In December, Olli Rehn, the vice-president of the European Commission, and the Apparatchik of Apparatchiks of Project Euro, said "the Cassandras have been proved wrong" over Greece. In January, the now-ex-Italian Prime Minister Mario Monti proclaimed: "We have seen the worst of the euro-area crisis." Last week, the EU Agricultural Commissioner, strumming upon his euro-harp, announced that the sparrow population was down, the tractor population up, and unemployment non-existent across the EU. (No, not really.)
Like all such ideological entities, the rulers of the EU inhabit a reality that is parallel with that of the very citizens whom they exhort to strive harder, for less pay, and without complaint. Meanwhile, the rulers' loyalty to dogma is reinforced by reward. The peasants in communist societies might have been starving, but Mao and Stalin ensured the ruling castes still lived well. And so it is for the EU's leaders, with the regular and astoundingly lavish state banquets that reassure one another, and the local apparatchiks, that all is well; as indeed it is for them.

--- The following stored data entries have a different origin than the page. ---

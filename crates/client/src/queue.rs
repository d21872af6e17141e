//! FIFO queue of parked request replays.
//!
//! Enqueuing never triggers execution; only the authenticator's completion
//! path drains. A drain runs the snapshot taken at entry, so thunks enqueued
//! while a drain is in progress (e.g. a fresh 401 racing the refresh) wait
//! for the next re-authentication cycle.

use std::collections::VecDeque;

use futures::future::BoxFuture;
use parking_lot::Mutex;
use tracing::debug;

/// A zero-argument deferred replay action. Owned by the queue until
/// dequeued; runs to completion exactly once and is never re-enqueued.
pub type ReplayThunk = Box<dyn FnOnce() -> BoxFuture<'static, ()> + Send>;

/// Ordered buffer of [`ReplayThunk`]s awaiting re-authentication.
#[derive(Default)]
pub struct ReplayQueue {
    pending: Mutex<VecDeque<ReplayThunk>>,
}

impl ReplayQueue {
    /// Create an empty queue.
    #[must_use]
    pub fn new() -> Self {
        Self::default()
    }

    /// Park a replay. Insertion order is replay order.
    pub fn enqueue(&self, thunk: ReplayThunk) {
        let mut pending = self.pending.lock();
        pending.push_back(thunk);
        debug!(depth = pending.len(), "parked request replay");
    }

    /// Number of parked replays.
    #[must_use]
    pub fn len(&self) -> usize {
        self.pending.lock().len()
    }

    /// True when nothing is parked.
    #[must_use]
    pub fn is_empty(&self) -> bool {
        self.pending.lock().is_empty()
    }

    /// Run every parked replay in FIFO order, sequentially, and return how
    /// many ran. Thunks enqueued during the drain are left for the next one.
    pub async fn drain(&self) -> usize {
        let batch: Vec<ReplayThunk> = {
            let mut pending = self.pending.lock();
            pending.drain(..).collect()
        };
        let count = batch.len();
        for thunk in batch {
            thunk().await;
        }
        if count > 0 {
            debug!(count, "replayed parked requests");
        }
        count
    }
}

impl std::fmt::Debug for ReplayQueue {
    fn fmt(&self, f: &mut std::fmt::Formatter<'_>) -> std::fmt::Result {
        f.debug_struct("ReplayQueue").field("pending", &self.len()).finish()
    }
}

So enter Italy's Beppe Grillo, whose surname means "cricket", backed by an internet mob of bloggers and tweeters. His Five Star Movement's platform consists of the usual populist folderol: more money on health and green projects, such as, oh, I imagine, underground wind-farms, Alpine pastures irrigated by uphill canals, and jetliners powered by sail – all to be financed on borrowings.

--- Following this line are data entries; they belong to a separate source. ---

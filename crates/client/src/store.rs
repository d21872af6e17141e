//! Key/value store implementations.
//!
//! [`MemoryStore`] covers tests and short-lived processes; [`JsonFileStore`]
//! persists to a JSON file so session state survives restarts, which is what
//! the re-authentication flow relies on.

use std::collections::HashMap;
use std::path::{Path, PathBuf};

use async_trait::async_trait;
use parking_lot::RwLock;
use tracing::debug;

use crate::traits::KeyValueStore;

/// Error type for store operations.
#[derive(Debug, thiserror::Error)]
pub enum StoreError {
    /// Underlying file I/O failed.
    #[error("io: {0}")]
    Io(#[from] std::io::Error),

    /// The persisted file is not valid JSON.
    #[error("serialization: {0}")]
    Serialization(#[from] serde_json::Error),
}

/// In-memory store. Values do not survive the process.
#[derive(Debug, Default)]
pub struct MemoryStore {
    values: RwLock<HashMap<String, String>>,
}

impl MemoryStore {
    /// Create an empty store.
    #[must_use]
    pub fn new() -> Self {
        Self::default()
    }
}

#[async_trait]
impl KeyValueStore for MemoryStore {
    async fn get(&self, key: &str) -> Result<Option<String>, StoreError> {
        Ok(self.values.read().get(key).cloned())
    }

    async fn set(&self, key: &str, value: &str) -> Result<(), StoreError> {
        self.values.write().insert(key.to_string(), value.to_string());
        Ok(())
    }
}

/// File-backed store persisting a flat JSON object.
///
/// Every write rewrites the whole file under an internal lock; the state is
/// a handful of short strings so the simplicity wins over an embedded
/// database.
#[derive(Debug)]
pub struct JsonFileStore {
    path: PathBuf,
    guard: tokio::sync::Mutex<()>,
}

impl JsonFileStore {
    /// Create a store backed by `path`. The file is created lazily on the
    /// first write.
    pub fn new(path: impl Into<PathBuf>) -> Self {
        Self { path: path.into(), guard: tokio::sync::Mutex::new(()) }
    }

    /// Path of the backing file.
    #[must_use]
    pub fn path(&self) -> &Path {
        &self.path
    }

    async fn read_map(&self) -> Result<HashMap<String, String>, StoreError> {
        match tokio::fs::read_to_string(&self.path).await {
            Ok(text) => Ok(serde_json::from_str(&text)?),
            Err(err) if err.kind() == std::io::ErrorKind::NotFound => Ok(HashMap::new()),
            Err(err) => Err(StoreError::Io(err)),
        }
    }

    async fn write_map(&self, map: &HashMap<String, String>) -> Result<(), StoreError> {
        if let Some(parent) = self.path.parent() {
            tokio::fs::create_dir_all(parent).await?;
        }
        let text = serde_json::to_string_pretty(map)?;
        tokio::fs::write(&self.path, text).await?;
        Ok(())
    }
}

#[async_trait]
impl KeyValueStore for JsonFileStore {
    async fn get(&self, key: &str) -> Result<Option<String>, StoreError> {
        let _guard = self.guard.lock().await;
        Ok(self.read_map().await?.remove(key))
    }

    async fn set(&self, key: &str, value: &str) -> Result<(), StoreError> {
        let _guard = self.guard.lock().await;
        let mut map = self.read_map().await?;
        map.insert(key.to_string(), value.to_string());
        self.write_map(&map).await?;
        debug!(key, path = %self.path.display(), "persisted session value");
        Ok(())
    }
}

The finer details of this silliness really don't matter. The irrationality of the euro project has adduced an equally irrational popular reaction; and whereas The Great Leap Forward was destroyed by a plague of locusts, Italian participation in the euro might well end with an army of tweeting thumbs, led by a cricket.
Our leaders have led by corrupting language, as the terms "referendum" or "plebiscite" were replaced by that sinisterly totalitarian instruction, "ratification". Private pension-funds are raided, and private pensions capped, while the uncapped pensions of the euro-elites are paid out of current account. Air-fares are hit by green-taxes, while the air-fares of our euro-mandarins are footed by the taxpayer.
Whenever challenged, the elites grimace with priestly piety into the shag of their deep-pile carpets, and simper: "The Holocaust: Never Again"; though it is their policies that are feeding the despairing hysteria of the mob. In the entire history of democracy, never have so many hundreds of millions of free citizens been lured from the green and safe oasis of national sovereignty into such a barren and pitiless desert, with that nice Mr Rehn apparently as our Moses. Ah yes: another fine mess you got us into, Olli.